To this day me and my sis take care of her. And whenever she prays, it’s a bad sign.
I am scared of being my stepfather.
I am scared because he’s normal. I am scared because he followed the rules. I am scared because it all backfired on him.
2008 – Winter, my freshman year of college.
My stepfather went to school for engineering. He married a woman he loved. He followed the “rules.” Sadly, those rules (so far) have screwed him.
My step-dad went to Quebec for school, took out student loans, hung out with friends, had fun, all the while planning to repay the loans once he was a working engineer. You know, he did the “normal” thing.

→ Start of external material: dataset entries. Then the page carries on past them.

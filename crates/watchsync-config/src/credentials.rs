use anyhow::Result;
use serde::{Deserialize, Serialize};
use std::collections::HashMap;
use std::path::PathBuf;

use crate::config::Role;

#[derive(Debug, Serialize, Deserialize, Default)]
struct CredentialsData {
    #[serde(flatten)]
    data: HashMap<String, String>,
}

/// Server tokens kept out of `config.toml`.
pub struct CredentialStore {
    path: PathBuf,
    credentials: HashMap<String, String>,
}

impl CredentialStore {
    pub fn new(path: PathBuf) -> Self {
        Self {
            path,
            credentials: HashMap::new(),
        }
    }

    pub fn load(&mut self) -> Result<()> {
        if self.path.exists() {
            let content = std::fs::read_to_string(&self.path)?;
            let creds_data: CredentialsData = toml::from_str(&content)?;
            self.credentials = creds_data.data;
        }
        Ok(())
    }

    pub fn save(&self) -> Result<()> {
        if let Some(parent) = self.path.parent() {
            std::fs::create_dir_all(parent)?;
        }
        let creds_data = CredentialsData {
            data: self.credentials.clone(),
        };
        let content = toml::to_string_pretty(&creds_data)?;
        std::fs::write(&self.path, content)?;
        Ok(())
    }

    pub fn get(&self, key: &str) -> Option<&String> {
        self.credentials.get(key)
    }

    pub fn set(&mut self, key: String, value: String) {
        self.credentials.insert(key, value);
    }

    pub fn remove(&mut self, key: &str) {
        self.credentials.remove(key);
    }

    pub fn get_token(&self, role: Role) -> Option<&String> {
        self.get(role.token_key()).filter(|t| !t.trim().is_empty())
    }

    pub fn set_token(&mut self, role: Role, token: String) {
        self.set(role.token_key().to_string(), token);
    }

    pub fn is_empty(&self) -> bool {
        self.credentials.is_empty()
    }
}

#[cfg(test)]
mod tests {
    use super::*;
    use tempfile::NamedTempFile;

    #[test]
    fn test_credential_store_load_and_save() {
        let file = NamedTempFile::new().unwrap();
        let path = file.path().to_path_buf();

        let mut store = CredentialStore::new(path.clone());
        store.set_token(Role::Source, "old-token".to_string());
        store.set_token(Role::Destination, "new-token".to_string());
        store.save().unwrap();

        let mut loaded_store = CredentialStore::new(path);
        loaded_store.load().unwrap();
        assert_eq!(loaded_store.get_token(Role::Source), Some(&"old-token".to_string()));
        assert_eq!(loaded_store.get_token(Role::Destination), Some(&"new-token".to_string()));
    }

    #[test]
    fn test_blank_token_is_absent() {
        let mut store = CredentialStore::new(PathBuf::from("/tmp/unused"));
        store.set_token(Role::Source, "  ".to_string());
        assert_eq!(store.get_token(Role::Source), None);
    }

    #[test]
    fn test_credential_store_remove() {
        let mut store = CredentialStore::new(PathBuf::from("/tmp/test"));
        store.set("key1".to_string(), "value1".to_string());
        store.set("key2".to_string(), "value2".to_string());

        assert_eq!(store.get("key1"), Some(&"value1".to_string()));
        store.remove("key1");
        assert_eq!(store.get("key1"), None);
        assert_eq!(store.get("key2"), Some(&"value2".to_string()));
    }
}
use super::config::{load_config, load_credentials};
use super::sync_ui::SyncUI;
use crate::output::Output;
use crate::RunArgs;
use color_eyre::eyre::eyre;
use color_eyre::Result;
use std::path::{Path, PathBuf};
use std::sync::Arc;
use tokio_util::sync::CancellationToken;
use watchsync_config::{Config, CredentialStore, PathManager, Role};
use watchsync_core::{open_cache, CacheStore, RunReport, SyncOptions, SyncOrchestrator};
use watchsync_sources::{create_converter, create_server, MediaServer};

/// Everything a run needs, resolved from config, credentials and flags.
struct RunContext {
    config: Config,
    credentials: CredentialStore,
    paths: PathManager,
    options: SyncOptions,
    snapshot: PathBuf,
}

impl RunContext {
    fn load(args: &RunArgs, snapshot: Option<PathBuf>, dry_run: bool) -> Result<Self> {
        let paths = PathManager::default();
        let mut config = load_config(&paths)?;
        let credentials = load_credentials(&paths)?;

        if !args.user.is_empty() {
            config.sync.users = args.user.clone();
        }
        if !args.section.is_empty() {
            config.sync.sections = args.section.clone();
        }
        if let Some(workers) = args.workers {
            config.sync.workers = workers;
        }
        config
            .validate()
            .map_err(|e| eyre!("Configuration validation failed: {}", e))?;

        let snapshot = snapshot.unwrap_or_else(|| resolve_snapshot_path(&config, &paths));
        let options = SyncOptions::from_settings(&config.sync).with_dry_run(dry_run);
        Ok(Self {
            config,
            credentials,
            paths,
            options,
            snapshot,
        })
    }

    fn server(&self, role: Role) -> Result<Arc<dyn MediaServer>> {
        create_server(role, &self.config, &self.credentials)
            .map_err(|e| eyre!("Cannot set up the {} server: {}", role, e))
    }

    fn cache(&self) -> Arc<dyn CacheStore> {
        let dir = self.config.cache.dir.clone().unwrap_or_else(|| self.paths.cache_dir());
        open_cache(self.config.cache.enabled, &dir, self.config.cache.listing_ttl_hours)
    }

    fn orchestrator(&self, output: &Output, cancel: &CancellationToken) -> Result<SyncOrchestrator> {
        let orchestrator = SyncOrchestrator::new(self.options.clone())
            .with_cache(self.cache())
            .with_observer(Arc::new(SyncUI::new(output.is_human() && !output.is_quiet())))
            .with_cancellation(cancel.clone());
        let converter = create_converter(&self.config, &self.credentials)
            .map_err(|e| eyre!("Cannot set up GUID conversion: {}", e))?;
        Ok(match converter {
            Some(converter) => orchestrator.with_converter(converter),
            None => orchestrator,
        })
    }
}

/// A relative snapshot path in the config lives in the data directory.
fn resolve_snapshot_path(config: &Config, paths: &PathManager) -> PathBuf {
    if config.sync.snapshot.is_absolute() {
        config.sync.snapshot.clone()
    } else {
        paths.data_dir().join(&config.sync.snapshot)
    }
}

/// Cancel `token` on the first Ctrl-C so in-flight users can finish.
fn cancel_on_interrupt(token: CancellationToken) {
    tokio::spawn(async move {
        if tokio::signal::ctrl_c().await.is_ok() {
            tracing::warn!("Interrupted: no new users will be started, waiting for in-flight users");
            token.cancel();
        }
    });
}

pub async fn run_export(args: RunArgs, snapshot: Option<PathBuf>, output: &Output) -> Result<i32> {
    tracing::debug!("Export command started");
    let ctx = RunContext::load(&args, snapshot, false)?;
    let cancel = CancellationToken::new();
    cancel_on_interrupt(cancel.clone());

    let report = export(&ctx, output, &cancel).await?;
    output.report(&report);
    Ok(report.exit_code())
}

async fn export(ctx: &RunContext, output: &Output, cancel: &CancellationToken) -> Result<RunReport> {
    let source = ctx.server(Role::Source)?;
    let report = ctx
        .orchestrator(output, cancel)?
        .export_to_file(source.as_ref(), &ctx.snapshot)
        .await?;
    if report.cancelled {
        output.warn("Export cancelled, snapshot not written");
    } else {
        output.success(format!(
            "Exported {} records to {}",
            report.records_exported,
            ctx.snapshot.display()
        ));
    }
    Ok(report)
}

pub async fn run_import(args: RunArgs, snapshot: Option<PathBuf>, dry_run: bool, output: &Output) -> Result<i32> {
    tracing::debug!("Import command started");
    let ctx = RunContext::load(&args, snapshot, dry_run)?;
    let cancel = CancellationToken::new();
    cancel_on_interrupt(cancel.clone());

    let report = import(&ctx, output, &cancel, &ctx.snapshot).await?;
    output.report(&report);
    Ok(report.exit_code())
}

async fn import(ctx: &RunContext, output: &Output, cancel: &CancellationToken, path: &Path) -> Result<RunReport> {
    if !path.exists() {
        return Err(eyre!(
            "Snapshot {} not found. Run 'watchsync export' first or pass --snapshot.",
            path.display()
        ));
    }
    let destination = ctx.server(Role::Destination)?;
    let report = ctx
        .orchestrator(output, cancel)?
        .import_from_file(destination.as_ref(), path)
        .await?;
    Ok(report)
}

/// Export to the snapshot file, then import it. Stops after the export if it did not complete.
pub async fn run_sync(args: RunArgs, snapshot: Option<PathBuf>, dry_run: bool, output: &Output) -> Result<i32> {
    tracing::debug!("Sync command started");
    let ctx = RunContext::load(&args, snapshot, dry_run)?;
    let cancel = CancellationToken::new();
    cancel_on_interrupt(cancel.clone());

    let exported = export(&ctx, output, &cancel).await?;
    if exported.cancelled || exported.records_exported == 0 {
        output.report(&exported);
        if !exported.cancelled {
            output.warn("Nothing to import");
        }
        return Ok(exported.exit_code());
    }
    if !output.is_human() {
        output.report(&exported);
    }

    let imported = import(&ctx, output, &cancel, &ctx.snapshot).await?;
    output.report(&imported);
    Ok(exported.exit_code().max(imported.exit_code()))
}

#[cfg(test)]
mod tests {
    use super::*;

    #[test]
    fn test_relative_snapshot_lives_in_data_dir() {
        let paths = PathManager::with_base("/tmp/watchsync-test");
        let mut config = Config::default();
        assert_eq!(
            resolve_snapshot_path(&config, &paths),
            PathBuf::from("/tmp/watchsync-test/data/watched-history.json")
        );

        config.sync.snapshot = PathBuf::from("/srv/export.json");
        assert_eq!(resolve_snapshot_path(&config, &paths), PathBuf::from("/srv/export.json"));
    }
}
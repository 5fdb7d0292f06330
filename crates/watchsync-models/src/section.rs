use serde::{Deserialize, Serialize};

use crate::media::MediaKind;

/// A library section on a media server.
#[derive(Debug, Clone, Serialize, Deserialize, PartialEq, Eq)]
pub struct Section {
    pub id: String,
    pub title: String,
    pub kind: MediaKind,
    /// Metadata agent the section was created with, when the server reports one.
    pub agent: Option<String>,
}

impl Section {
    pub fn new(id: impl Into<String>, title: impl Into<String>, kind: MediaKind) -> Self {
        Self {
            id: id.into(),
            title: title.into(),
            kind,
            agent: None,
        }
    }

    pub fn with_agent(mut self, agent: impl Into<String>) -> Self {
        self.agent = Some(agent.into());
        self
    }

    /// True when `selector` names this section by id or case-insensitive title.
    pub fn matches_selector(&self, selector: &str) -> bool {
        let selector = selector.trim();
        self.id == selector || self.title.eq_ignore_ascii_case(selector)
    }
}
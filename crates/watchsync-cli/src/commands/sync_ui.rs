use indicatif::{MultiProgress, ProgressBar, ProgressDrawTarget, ProgressStyle};
use std::io::IsTerminal;
use watchsync_core::{RunObserver, RunPhase, RunReport};

/// Progress bars for a run: one for users, one for records.
///
/// Without a terminal the bars stay hidden and per-user results are logged instead.
pub struct SyncUI {
    _multi: MultiProgress,
    users: ProgressBar,
    records: ProgressBar,
    interactive: bool,
}

impl SyncUI {
    pub fn new(enabled: bool) -> Self {
        let interactive = enabled && is_interactive();
        let multi = MultiProgress::new();
        if !interactive {
            multi.set_draw_target(ProgressDrawTarget::hidden());
        }

        let users = multi.add(ProgressBar::new(0));
        users.set_style(
            ProgressStyle::with_template("{spinner:.green} [{elapsed_precise}] users   {pos}/{len} {msg}")
                .unwrap_or_else(|_| ProgressStyle::default_spinner()),
        );
        let records = multi.add(ProgressBar::new(0));
        records.set_style(
            ProgressStyle::with_template("  [{wide_bar:.cyan/blue}] {pos}/{len} records ({per_sec})")
                .unwrap_or_else(|_| ProgressStyle::default_bar())
                .progress_chars("█▉▊▋▌▍▎▏  "),
        );

        if !interactive {
            tracing::debug!(
                operation = "ui_init",
                mode = "non_interactive",
                "Progress bars disabled, using structured logging"
            );
        }

        Self {
            _multi: multi,
            users,
            records,
            interactive,
        }
    }
}

impl RunObserver for SyncUI {
    fn phase_changed(&self, phase: RunPhase) {
        if phase.is_terminal() {
            self.records.finish_and_clear();
            self.users.finish_and_clear();
        } else {
            self.users.set_message(phase.to_string());
        }
    }

    fn users_planned(&self, count: usize) {
        self.users.set_length(count as u64);
    }

    fn user_started(&self, user: &str, records: usize) {
        self.records.inc_length(records as u64);
        self.users.set_message(user.to_string());
    }

    fn record_done(&self, _user: &str) {
        self.records.inc(1);
    }

    fn user_finished(&self, user: &str, report: &RunReport) {
        self.users.inc(1);
        if !self.interactive {
            tracing::info!(
                operation = "user_done",
                user = user,
                applied = report.states_applied,
                unchanged = report.states_unchanged,
                failures = report.failures.len(),
                exported = report.records_exported,
                "Finished '{}'",
                user
            );
        }
    }
}

pub fn is_interactive() -> bool {
    std::io::stdout().is_terminal() && std::io::stderr().is_terminal()
}
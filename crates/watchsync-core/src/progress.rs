use std::collections::HashMap;
use std::time::Instant;
use tracing::{info, warn};

/// Per-user progress over a batch of records.
///
/// Logs a progress line every `interval` records and a summary at the end,
/// so large libraries do not produce one log line per item.
pub struct ProgressTracker {
    label: String,
    total: usize,
    applied: usize,
    unchanged: usize,
    failed: usize,
    skipped: usize,
    start_time: Instant,
    interval: usize,
    last_logged: usize,
    error_counts: HashMap<String, usize>,
}

impl ProgressTracker {
    pub fn new(label: impl Into<String>, total: usize, interval: usize) -> Self {
        let label = label.into();
        if total > 10 {
            info!("{}: {} items to process", label, total);
        }
        Self {
            label,
            total,
            applied: 0,
            unchanged: 0,
            failed: 0,
            skipped: 0,
            start_time: Instant::now(),
            interval: interval.max(1),
            last_logged: 0,
            error_counts: HashMap::new(),
        }
    }

    pub fn record_applied(&mut self) {
        self.applied += 1;
    }

    pub fn record_unchanged(&mut self) {
        self.unchanged += 1;
    }

    /// A failure, grouped by `category` in the summary.
    pub fn record_failed(&mut self, category: &str) {
        self.failed += 1;
        *self.error_counts.entry(category.to_string()).or_insert(0) += 1;
    }

    pub fn record_skipped(&mut self) {
        self.skipped += 1;
    }

    pub fn processed(&self) -> usize {
        self.applied + self.unchanged + self.failed + self.skipped
    }

    /// Call after each record.
    pub fn log_progress(&mut self) {
        let current = self.processed();
        if current - self.last_logged < self.interval && current != self.total {
            return;
        }
        let elapsed = self.start_time.elapsed().as_secs_f64();
        // Fast batches (mostly unchanged items) are not worth a line
        if elapsed < 0.5 && current < self.total {
            return;
        }
        let rate = if elapsed > 0.0 { current as f64 / elapsed } else { 0.0 };
        info!(
            "{}: {}/{} ({:.1} items/sec) | Applied: {} | Unchanged: {} | Failed: {} | Skipped: {}",
            self.label, current, self.total, rate, self.applied, self.unchanged, self.failed, self.skipped
        );
        self.last_logged = current;
    }

    pub fn log_summary(&self) {
        let elapsed = self.start_time.elapsed().as_secs_f64();
        if self.failed > 0 {
            warn!(
                "{} completed: {} total in {:.1}s | Applied: {} | Unchanged: {} | Failed: {} | Skipped: {}",
                self.label, self.total, elapsed, self.applied, self.unchanged, self.failed, self.skipped
            );
            let mut entries: Vec<_> = self.error_counts.iter().collect();
            entries.sort_by(|a, b| b.1.cmp(a.1).then_with(|| a.0.cmp(b.0)));
            let breakdown: Vec<String> = entries
                .iter()
                .map(|(category, count)| format!("{}: {}", category, count))
                .collect();
            info!("Error breakdown: {}", breakdown.join(", "));
        } else if elapsed > 0.1 || self.skipped > 0 {
            info!(
                "{} completed: {} total in {:.1}s | Applied: {} | Unchanged: {} | Skipped: {}",
                self.label, self.total, elapsed, self.applied, self.unchanged, self.skipped
            );
        }
    }
}

#[cfg(test)]
mod tests {
    use super::*;

    #[test]
    fn test_counts() {
        let mut tracker = ProgressTracker::new("alice", 4, 2);
        tracker.record_applied();
        tracker.record_unchanged();
        tracker.record_failed("not found");
        tracker.record_skipped();
        tracker.log_progress();
        tracker.log_summary();
        assert_eq!(tracker.processed(), 4);
        assert_eq!(tracker.error_counts["not found"], 1);
    }
}
pub mod config;
pub mod credentials;
pub mod paths;

pub use config::{CacheSettings, Config, ConfigError, LoggingSettings, Role, ServerConfig, SyncSettings, MAX_WORKERS};
pub use credentials::CredentialStore;
pub use paths::{container_base_path, PathManager};
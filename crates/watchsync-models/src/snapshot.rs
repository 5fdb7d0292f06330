use serde::{Deserialize, Serialize};

use crate::identifier::Identifier;
use crate::media::{MediaItem, MediaKind};
use crate::watch_state::WatchState;

/// One (user, item, state) triple in an exported snapshot.
///
/// Carries enough raw metadata for the importing side to derive its own
/// match key, whatever agent its library uses.
#[derive(Debug, Clone, Serialize, Deserialize, PartialEq)]
pub struct SnapshotRecord {
    pub user: String,
    pub section_type: MediaKind,
    /// Title of the source section the item was read from.
    #[serde(default, skip_serializing_if = "Option::is_none")]
    pub section: Option<String>,
    pub title: String,
    #[serde(default, skip_serializing_if = "Option::is_none")]
    pub year: Option<u32>,
    #[serde(default, skip_serializing_if = "Option::is_none")]
    pub parent_title: Option<String>,
    #[serde(default, skip_serializing_if = "Option::is_none")]
    pub parent_index: Option<u32>,
    #[serde(default, skip_serializing_if = "Option::is_none")]
    pub index: Option<u32>,
    #[serde(default)]
    pub identifiers: Vec<String>,
    #[serde(flatten)]
    pub state: WatchState,
}

impl SnapshotRecord {
    pub fn from_item(user: impl Into<String>, section: Option<String>, item: &MediaItem, state: WatchState) -> Self {
        let mut identifiers: Vec<&Identifier> = item.identifiers.iter().collect();
        identifiers.sort();
        Self {
            user: user.into(),
            section_type: item.kind,
            section,
            title: item.title.clone(),
            year: item.year,
            parent_title: item.parent_title.clone(),
            parent_index: item.parent_index,
            index: item.index,
            identifiers: identifiers.into_iter().map(|id| id.to_string()).collect(),
            state,
        }
    }

    /// Rebuild item metadata for matching; identifiers that fail to parse are dropped.
    pub fn to_item(&self) -> MediaItem {
        let mut item = MediaItem::new(String::new(), String::new(), self.section_type, self.title.clone());
        item.year = self.year;
        item.parent_title = self.parent_title.clone();
        item.parent_index = self.parent_index;
        item.index = self.index;
        for raw in &self.identifiers {
            if let Some(id) = Identifier::parse_guid(raw) {
                item = item.with_identifier(id);
            }
        }
        item
    }
}

#[cfg(test)]
mod tests {
    use super::*;
    use crate::identifier::Namespace;

    #[test]
    fn test_record_json_shape_is_flat() {
        let item = MediaItem::new("5", "1", MediaKind::Movie, "Foo")
            .with_year(1999)
            .with_identifier(Identifier::new(Namespace::Tmdb, "9"))
            .with_identifier(Identifier::new(Namespace::Imdb, "tt1"));
        let record = SnapshotRecord::from_item("alice", None, &item, WatchState::watched(3).with_rating(8.5));

        let json = serde_json::to_value(&record).unwrap();
        assert_eq!(json["view_count"], 3);
        assert_eq!(json["is_watched"], true);
        assert_eq!(json["section_type"], "movie");
        assert_eq!(json["identifiers"], serde_json::json!(["imdb:tt1", "tmdb:9"]));
        assert!(json.get("section").is_none());
    }

    #[test]
    fn test_unknown_fields_are_ignored() {
        let json = r#"{
            "user": "bob",
            "section_type": "show-episode",
            "title": "Pilot",
            "parent_title": "Foo",
            "index": 1,
            "identifiers": ["tvdb:123", "garbage"],
            "is_watched": true,
            "view_count": 1,
            "added_by_future_version": 42
        }"#;
        let record: SnapshotRecord = serde_json::from_str(json).unwrap();
        assert_eq!(record.state.view_count, 1);
        let item = record.to_item();
        assert_eq!(item.identifiers, vec![Identifier::new(Namespace::Tvdb, "123")]);
        assert_eq!(item.parent_title.as_deref(), Some("Foo"));
    }
}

Well, after he graduated, he couldn’t find a job. As a student in Quebec, he studied in French, which somehow isn’t good enough for Toronto. Goodbye engineering job. Hello crappy desk job.
At least he married the woman of his dreams. Except that woman was my mom (and we know how that turned out). Pretty soon after her diagnosis, he filed for divorce. And since she wasn’t in the state of mind to care for the two kids they had together, he takes sole care of them. Life dealt him his cards:
- Hefty debts.
- Crappy job.
- Single father.
- Two kids.
I am scared of being my parents.
“We are not our parents’ choices.”
But how true does that statement stand when you’ve seen three different parents choose three different choices (which you yourself could make) that all lead to misery?
- I am scared of working hard, finding success, and having my life come to an abrupt end before I can enjoy it.
- I am scared of being delusional about how God helps me, and how he will save me.
- I am scared of being normal and going down the “paved path,” which may only lead to my misery.
That’s what I am afraid of. Even though I haven’t completely conquered my fear, I’m in a place where I’m okay with it. I’m in a place where I use my fears to push myself along a better path, one of my own choosing.